AIM：in oder to clone endothelin 1(ET1) gene, express ET1 fusion protein , induce organism producted ET1 antibody, and neutralize superfluous ET1 in patients. METHODS：The gene of human ET1 was synthesized according to the preferential codons of E. coli, cloned into the EcoRI and SalI sites of vector pThioHisA. The recombinant plasmid pThioHisA-ET1 was constructed , sequenced and transformed into E.coli TOP10. Induced and expressed fusion protein were identified and analysed by 12% SDS-PAGE and densitometry analyses. After the elution, denature and renature, the fusion protein Thioredoxin-ET1 was obtained by ProBondTM chromatogragraphy. The purity of Thioredoxin-ET1 was detected by HPLC. Inoculate Thioredoxin-ET1 once per mouse every 2 weeks in 25, 50 and 100μg separately on 3 groups for 4 times. 10 days after last inoculation, we obtained venipuncture blood. RESULTS：SDS-PAGE and densitometry analyses showed the expressed fusion protein Thioredoxin-ET1,with a molecular weight of about 19 kD, was about 50% of total bacterial protein after induction at 37℃ by 1mmol/LIPTG for 4 hours.
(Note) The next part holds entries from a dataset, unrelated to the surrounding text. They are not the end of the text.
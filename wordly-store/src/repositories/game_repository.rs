use sea_orm::{ActiveModelTrait, ActiveValue::Set, DatabaseConnection, EntityTrait, QueryOrder};
use uuid::Uuid;
use wordly_core::WordPool;

use crate::entities::{games, prelude::Games};
use crate::StoreError;

/// Owns the "current active game": the most recently created row. Games
/// are immutable once created; a reset simply inserts a successor, so
/// there is never a window with two active games.
pub struct GameRepository {
    db: DatabaseConnection,
}

impl GameRepository {
    pub fn new(db: DatabaseConnection) -> Self {
        Self { db }
    }

    /// The active game, creating one from the pool when the store is
    /// empty. Idempotent bootstrap.
    pub async fn get_or_create_active(
        &self,
        pool: &WordPool,
        max_guesses: u32,
    ) -> Result<games::Model, StoreError> {
        if let Some(game) = self.find_active().await? {
            return Ok(game);
        }
        self.create_game(pool, max_guesses).await
    }

    pub async fn find_active(&self) -> Result<Option<games::Model>, StoreError> {
        Ok(Games::find()
            .order_by_desc(games::Column::CreatedAt)
            .order_by_desc(games::Column::Id)
            .one(&self.db)
            .await?)
    }

    /// Create a brand-new game, which becomes the active one the moment
    /// the insert commits. Prior games and their sessions turn historical
    /// and are never mutated.
    pub async fn create_game(
        &self,
        pool: &WordPool,
        max_guesses: u32,
    ) -> Result<games::Model, StoreError> {
        let (word, definition) = pool.choose();
        let game = games::ActiveModel {
            uid: Set(Uuid::new_v4().simple().to_string()),
            word: Set(word),
            definition: Set(definition),
            max_guesses: Set(max_guesses as i32),
            created_at: Set(chrono::Utc::now().into()),
            ..Default::default()
        };
        let game = game.insert(&self.db).await?;
        tracing::info!(game_uid = %game.uid, word_length = game.word_length(), "created new active game");
        Ok(game)
    }
}

#[cfg(test)]
mod tests {
    use super::*;
    use crate::connection::connect_to_memory_database;

    fn test_pool() -> WordPool {
        WordPool::parse("crate A storage container.")
    }

    async fn setup() -> GameRepository {
        let db = connect_to_memory_database().await.unwrap();
        GameRepository::new(db)
    }

    #[tokio::test]
    async fn bootstrap_creates_a_game_once() {
        let repo = setup().await;
        assert!(repo.find_active().await.unwrap().is_none());

        let first = repo.get_or_create_active(&test_pool(), 6).await.unwrap();
        assert_eq!(first.word, "CRATE");
        assert_eq!(first.max_guesses, 6);

        let second = repo.get_or_create_active(&test_pool(), 6).await.unwrap();
        assert_eq!(second.uid, first.uid);
    }

    #[tokio::test]
    async fn reset_supersedes_the_active_game() {
        let repo = setup().await;
        let first = repo.get_or_create_active(&test_pool(), 6).await.unwrap();
        let next = repo.create_game(&test_pool(), 6).await.unwrap();
        assert_ne!(next.uid, first.uid);

        let active = repo.find_active().await.unwrap().unwrap();
        assert_eq!(active.uid, next.uid);
    }

    #[tokio::test]
    async fn descriptor_hides_the_word() {
        let repo = setup().await;
        let game = repo.get_or_create_active(&test_pool(), 6).await.unwrap();
        let descriptor = game.descriptor();
        assert_eq!(descriptor.game_uid, game.uid);
        assert_eq!(descriptor.word_length, 5);
        assert_eq!(descriptor.max_guesses, 6);
        assert!(!serde_json::to_string(&descriptor).unwrap().contains("CRATE"));
    }
}
//! Infrastructure adapters for config, git, pickers, locking, and display.

pub mod config;
pub mod display;
pub mod git;
pub mod lock;
pub mod picker;
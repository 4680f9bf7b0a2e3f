//! Exclusive lock serializing writers of the same output path.

use std::fs::{self, File, OpenOptions};
use std::io;
use std::path::{Path, PathBuf};

use fs4::fs_std::FileExt;
use tracing::debug;

use crate::domain::errors::BindError;

/// Advisory lock on `<output>.lock`, held until drop.
///
/// The lock file itself is left in place. The OS releases the lock when the holder exits,
/// so a crashed run never blocks the next one.
#[derive(Debug)]
pub struct OutputLock {
    _file: File,
}

impl OutputLock {
    /// Take the lock for `output` without blocking. Fails with [`BindError::Busy`] while
    /// another run holds it.
    pub fn acquire(output: &Path) -> Result<Self, BindError> {
        let path = lock_path(output);
        let write_error = |source: io::Error| BindError::Write {
            path: output.to_path_buf(),
            source,
        };

        if let Some(parent) = path.parent().filter(|dir| !dir.as_os_str().is_empty()) {
            fs::create_dir_all(parent).map_err(write_error)?;
        }
        let file = OpenOptions::new()
            .read(true)
            .write(true)
            .create(true)
            .truncate(false)
            .open(&path)
            .map_err(write_error)?;

        match file.try_lock_exclusive() {
            Ok(true) => {
                debug!(lock = %path.display(), "acquired output lock");
                Ok(Self { _file: file })
            }
            Ok(false) => Err(BindError::Busy { lock: path }),
            Err(source) => Err(write_error(source)),
        }
    }
}

/// Lock file location for an output path.
pub fn lock_path(output: &Path) -> PathBuf {
    let mut name = output
        .file_name()
        .map(|name| name.to_os_string())
        .unwrap_or_default();
    name.push(".lock");
    output.with_file_name(name)
}
//! Domain-specific errors.

use std::io;
use std::path::PathBuf;

use thiserror::Error;

/// Fatal failures of a bind run. An empty selection is not one of them.
#[derive(Debug, Error)]
pub enum BindError {
    #[error("cannot access selected path {}", path.display())]
    Traversal {
        path: PathBuf,
        #[source]
        source: io::Error,
    },
    #[error("cannot read {} as text", path.display())]
    Read {
        path: PathBuf,
        #[source]
        source: io::Error,
    },
    #[error("cannot write output to {}", path.display())]
    Write {
        path: PathBuf,
        #[source]
        source: io::Error,
    },
    #[error("another bind is already writing this output (lock held at {})", lock.display())]
    Busy { lock: PathBuf },
}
The purity of purefied Thioredoxin-ET1 is 90%. The results of Western blot and ELISA indicated that Thioredoxin-ET1 fusion protein has immunogenicity of ET1 and the titer of ET1 was about 104 in anti-serum. CONCLUSION： Thioredoxin-ET1 fusion protein could induce ET1 antibody production in mouse. And it could be used to explore mechanisms of ET1 over-expression in patients and provided a new strategy to immunotherapy.